One of the misconceptions about computers (and the internet in general) that many people have is this idea that things should work and look just as they did yesterday and the day before. I find myself explaining that the computer isn’t a static, stationary object like a VCR or a toaster but a dynamic moving target that changes every time something gets updated.
People are often surprised, shocked even, when they visit a site they go to every day only to find something has changed and nine out of 10 times the change came from a behind the scenes update that they didn’t have anything to do with. Often, by the time I get the call, hours have been wasted by the user trying to figure out what’s wrong on their end because “it’s never done this before.” The fact of the matter is every time an update happens on your computer or on the computer hosting a website that you visit often, code is being re written and things are changing. Now, you may not be able to see any evidence of a change but sometimes changes can have a big impact on the way a site looks or behaves.
I recently received the following email message from one of my readers and (with permission from Priscilla) I thought I’d share the exchange as it’s a perfect example of what can happen when a change is made behind the scenes and just how big an impact some changes can be.
To: Sean McCarthy
Subject: Question about Secure Connection
I am currently using Google Chrome as my web browser. When I go to some websites, instead of getting the secure Icon (lock), I get an "i" icon. When I click on that it says the website doesn't have a secure connection. However, if I use Internet Explorer, I don't have a problem. What is the problem that I am having with Google Chrome?
Thank you in advance for your help.
Hi Priscilla, thanks for writing.
You actually aren’t seeing (or having) a problem. Google made a decision a while back that has angered just about the entire world wide web community. Google decided that for ANY site that didn’t have an “SSL Certificate” it (Chrome) would list the site in the info box (the “I” icon) as “un secure.”
Since most sites don’t use SSL because they are just “static” brochure like pages, they don’t need the SSL security certificate as there is no data being passed back and forth that needs to be secured. Usually SSL or “secure” sites are in place for sites where you have to log in and pass information back and forth like facebook or gmail or banking. Most other sites that don’t require logging in just plain don’t need an SSL certificate.
When Google decided to just mark any site not using SSL as “un secure,” they essentially blackballed millions of websites overnight.
Needless to say this has angered a whole lot of website owners.

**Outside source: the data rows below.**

//! Jitter stream invariants.

use proptest::prelude::*;
use stkai_core::Jitter;

/// Pearson correlation coefficient of two equal-length samples.
fn pearson(a: &[f64], b: &[f64]) -> f64 {
    let n = a.len() as f64;
    let mean_a = a.iter().sum::<f64>() / n;
    let mean_b = b.iter().sum::<f64>() / n;
    let mut cov = 0.0;
    let mut var_a = 0.0;
    let mut var_b = 0.0;
    for (x, y) in a.iter().zip(b) {
        cov += (x - mean_a) * (y - mean_b);
        var_a += (x - mean_a).powi(2);
        var_b += (y - mean_b).powi(2);
    }
    cov / (var_a.sqrt() * var_b.sqrt())
}

#[test]
fn independently_seeded_streams_decorrelate() {
    // Over a 1000-sample window, |r| < 0.1 for any two distinct process
    // seeds.
    for (seed_a, seed_b) in [(1u64, 2u64), (10, 11), (12345, 54321)] {
        let mut a = Jitter::with_seed(0.2, seed_a);
        let mut b = Jitter::with_seed(0.2, seed_b);
        let sa: Vec<f64> = (0..1000).map(|_| a.next()).collect();
        let sb: Vec<f64> = (0..1000).map(|_| b.next()).collect();
        let r = pearson(&sa, &sb);
        assert!(
            r.abs() < 0.1,
            "streams {seed_a}/{seed_b} correlate: r = {r}"
        );
    }
}

#[test]
fn identical_seeds_correlate_perfectly() {
    let mut a = Jitter::with_seed(0.2, 9);
    let mut b = Jitter::with_seed(0.2, 9);
    let sa: Vec<f64> = (0..1000).map(|_| a.next()).collect();
    let sb: Vec<f64> = (0..1000).map(|_| b.next()).collect();
    assert!((pearson(&sa, &sb) - 1.0).abs() < 1e-9);
}

proptest! {
    #![proptest_config(ProptestConfig::with_cases(64))]

    /// Every multiplier stays inside [1 - factor, 1 + factor].
    #[test]
    fn multipliers_stay_in_band(seed in any::<u64>(), factor in 0.0f64..0.99) {
        let mut jitter = Jitter::with_seed(factor, seed);
        for _ in 0..100 {
            let m = jitter.next();
            prop_assert!(m >= 1.0 - factor - 1e-12);
            prop_assert!(m <= 1.0 + factor + 1e-12);
        }
    }

    /// Jittered sleeps never go negative and stay within the band.
    #[test]
    fn jittered_durations_bounded(base_ms in 0u64..60_000, factor in 0.0f64..0.99) {
        let base = std::time::Duration::from_millis(base_ms);
        let jittered = stkai_core::jittered(base, factor);
        let base_secs = base.as_secs_f64();
        prop_assert!(jittered.as_secs_f64() >= (base_secs * (1.0 - factor)) - 1e-9);
        prop_assert!(jittered.as_secs_f64() <= (base_secs * (1.0 + factor)) + 1e-9);
    }
}
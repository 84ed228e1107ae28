use std::collections::HashMap;
use std::sync::atomic::{AtomicU64, Ordering};

static SEQUENCE: AtomicU64 = AtomicU64::new(1);

/// A logical request submitted to the orchestrator.
///
/// Immutable once built; the pool clones one per worker task so every worker
/// reads its own record.
#[derive(Debug, Clone)]
pub struct Request {
    /// Unique id, auto-generated from a per-process counter when not
    /// supplied.
    pub id: String,
    /// JSON payload sent as the request's `input_data`.
    pub payload: serde_json::Value,
    /// Caller-supplied tracking metadata; carried through untouched.
    pub metadata: HashMap<String, String>,
    /// Conversation this request belongs to, if any.
    pub conversation_id: Option<String>,
}

impl Request {
    /// Creates a request with an auto-generated id.
    ///
    /// # Panics
    ///
    /// Panics if `payload` is JSON null.
    pub fn new(payload: serde_json::Value) -> Self {
        assert!(!payload.is_null(), "request payload can not be empty");
        let sequence = SEQUENCE.fetch_add(1, Ordering::Relaxed);
        Self {
            id: format!("r-{}-{}", std::process::id(), sequence),
            payload,
            metadata: HashMap::new(),
            conversation_id: None,
        }
    }

    /// Overrides the auto-generated id.
    ///
    /// # Panics
    ///
    /// Panics if `id` is empty.
    pub fn with_id(mut self, id: impl Into<String>) -> Self {
        self.id = id.into();
        assert!(!self.id.is_empty(), "request id can not be empty");
        self
    }

    /// Attaches a metadata entry.
    pub fn with_metadata(mut self, key: impl Into<String>, value: impl Into<String>) -> Self {
        self.metadata.insert(key.into(), value.into());
        self
    }

    /// Pins the conversation id.
    pub fn with_conversation_id(mut self, conversation_id: impl Into<String>) -> Self {
        self.conversation_id = Some(conversation_id.into());
        self
    }

    /// The wire form of this request.
    pub fn to_input_data(&self) -> serde_json::Value {
        let mut data = serde_json::json!({ "input_data": self.payload });
        if let Some(conversation_id) = &self.conversation_id {
            data["conversation_id"] = serde_json::Value::String(conversation_id.clone());
        }
        data
    }
}
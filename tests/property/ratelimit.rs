//! Rate limiter invariants under random operation sequences.

use std::time::{Duration, Instant};

use proptest::prelude::*;
use stkai_ratelimit::{Acquire, RateLimitConfig, RateLimiter, Strategy as LimiterStrategy};

#[derive(Debug, Clone)]
enum Op {
    Acquire { advance_ms: u64 },
    Success,
    RateLimited,
    Latency { ms: u64 },
    Release,
}

fn op_strategy() -> impl Strategy<Value = Op> {
    prop_oneof![
        (0u64..5_000).prop_map(|advance_ms| Op::Acquire { advance_ms }),
        Just(Op::Success),
        Just(Op::RateLimited),
        (1u64..2_000).prop_map(|ms| Op::Latency { ms }),
        Just(Op::Release),
    ]
}

fn adaptive(max_requests: u32, floor: f64, strategy: LimiterStrategy) -> RateLimiter {
    RateLimiter::from_config(
        RateLimitConfig::builder()
            .strategy(strategy)
            .max_requests(max_requests)
            .time_window(Duration::from_secs(60))
            .max_wait_time(Some(Duration::from_secs(30)))
            .min_rate_floor(floor)
            .jitter_seed(42)
            .build(),
    )
}

proptest! {
    #![proptest_config(ProptestConfig::with_cases(40))]

    /// No-overflow: tokens never exceed the current ceiling at any
    /// observable moment, across any op sequence.
    #[test]
    fn tokens_never_exceed_effective_max(
        ops in proptest::collection::vec(op_strategy(), 1..200),
        max_requests in 1u32..200,
    ) {
        let limiter = adaptive(max_requests, 0.1, LimiterStrategy::Adaptive);
        let mut now = Instant::now();
        for op in ops {
            match op {
                Op::Acquire { advance_ms } => {
                    now += Duration::from_millis(advance_ms);
                    let _ = limiter.acquire_at(now);
                }
                Op::Success => limiter.on_success(),
                Op::RateLimited => limiter.on_rate_limited(),
                Op::Latency { ms } => limiter.record_latency(Duration::from_millis(ms)),
                Op::Release => limiter.release_concurrency(),
            }
            let snapshot = limiter.snapshot();
            prop_assert!(
                snapshot.tokens <= snapshot.effective_max + 1e-9,
                "tokens {} exceed ceiling {}",
                snapshot.tokens,
                snapshot.effective_max
            );
        }
    }

    /// Floor: the ceiling never drops below max_requests * min_rate_floor,
    /// and never rises above max_requests, after any feedback sequence.
    #[test]
    fn effective_max_respects_floor_and_ceiling(
        ops in proptest::collection::vec(op_strategy(), 1..300),
        max_requests in 1u32..500,
        floor in 0.01f64..1.0,
    ) {
        let limiter = adaptive(max_requests, floor, LimiterStrategy::Adaptive);
        let min_effective = f64::from(max_requests) * floor;
        let mut now = Instant::now();
        for op in ops {
            match op {
                Op::Acquire { advance_ms } => {
                    now += Duration::from_millis(advance_ms);
                    let _ = limiter.acquire_at(now);
                }
                Op::Success => limiter.on_success(),
                Op::RateLimited => limiter.on_rate_limited(),
                Op::Latency { ms } => limiter.record_latency(Duration::from_millis(ms)),
                Op::Release => limiter.release_concurrency(),
            }
            let snapshot = limiter.snapshot();
            prop_assert!(snapshot.effective_max >= min_effective - 1e-9);
            prop_assert!(snapshot.effective_max <= f64::from(max_requests) + 1e-9);
        }
    }

    /// Monotone refill: with no intervening feedback, the ceiling never
    /// decreases between observations.
    #[test]
    fn acquires_never_lower_the_ceiling(
        advances in proptest::collection::vec(0u64..10_000, 1..100),
    ) {
        let limiter = adaptive(50, 0.1, LimiterStrategy::Adaptive);
        // Establish a mid-range ceiling first.
        limiter.on_rate_limited();
        let mut previous = limiter.snapshot().effective_max;
        let mut now = Instant::now();
        for advance_ms in advances {
            now += Duration::from_millis(advance_ms);
            let _ = limiter.acquire_at(now);
            let current = limiter.snapshot().effective_max;
            prop_assert!(current >= previous - 1e-12);
            previous = current;
        }
    }

    /// Timeout purity: a TIMEOUT result leaves the limiter state exactly as
    /// it was before the call.
    #[test]
    fn timeout_mutates_nothing(
        drains in 1u32..50,
        advance_ms in 0u64..1_000,
    ) {
        let limiter = RateLimiter::from_config(
            RateLimitConfig::builder()
                .strategy(LimiterStrategy::TokenBucket)
                .max_requests(drains)
                .time_window(Duration::from_secs(3600))
                .max_wait_time(Some(Duration::from_millis(1)))
                .build(),
        );
        let mut now = Instant::now();
        // Drain the bucket completely.
        for _ in 0..drains {
            prop_assert!(limiter.acquire_at(now).is_acquired());
        }
        now += Duration::from_millis(advance_ms);

        // With a 1h window the next token is far beyond the 1ms bound, so
        // every further acquire must time out and must not disturb state.
        let before = limiter.snapshot();
        for _ in 0..3 {
            let result = limiter.acquire_at(now);
            prop_assert!(matches!(result, Acquire::Timeout { .. }), "expected Acquire::Timeout");
            prop_assert_eq!(limiter.snapshot(), before.clone());
        }
    }

    /// Release idempotence: any interleaving of acquires and releases keeps
    /// the in-flight counter non-negative and consistent.
    #[test]
    fn release_never_underflows(
        ops in proptest::collection::vec(proptest::bool::ANY, 1..200),
    ) {
        let limiter = adaptive(100, 0.1, LimiterStrategy::CongestionAware);
        let mut now = Instant::now();
        let mut expected: i64 = 0;
        for is_acquire in ops {
            if is_acquire {
                now += Duration::from_millis(700);
                if limiter.acquire_at(now).is_acquired() {
                    expected += 1;
                }
            } else {
                limiter.release_concurrency();
                expected = (expected - 1).max(0);
            }
            prop_assert_eq!(i64::from(limiter.snapshot().in_flight), expected);
        }
    }
}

The bottom line is there is nothing wrong – Internet Explorer, Edge, Firefox don’t list sites without certificates as “un secure” because those browsers don’t care. It’s a Google Chrome thing and nothing to worry about.
I hope that helps.
Thank you for your reply. It made me feel better. Hope you are having a great weekend.
Again, this a perfect example of how one behind the scenes update changed the way Chrome handles plain old HTTP sites and suddenly, sites that have been “fine” for years are being presented as “un secure.” And since security is such a big issue, suddenly having every standard HTTP site present as “un secure” has many people really concerned.
Sometimes I long for the good old days when updates were somewhat controllable. Of course we’ve never really had any control over when a website like Yahoo or MSN updates but there was a time when we had a little more control over when a program on our own “local” machine updates. Now it seems like every program installed wants to “phone home” the minute it’s launched to see if there’s an update. And with constant updates there is constant change. That’s just the way it is.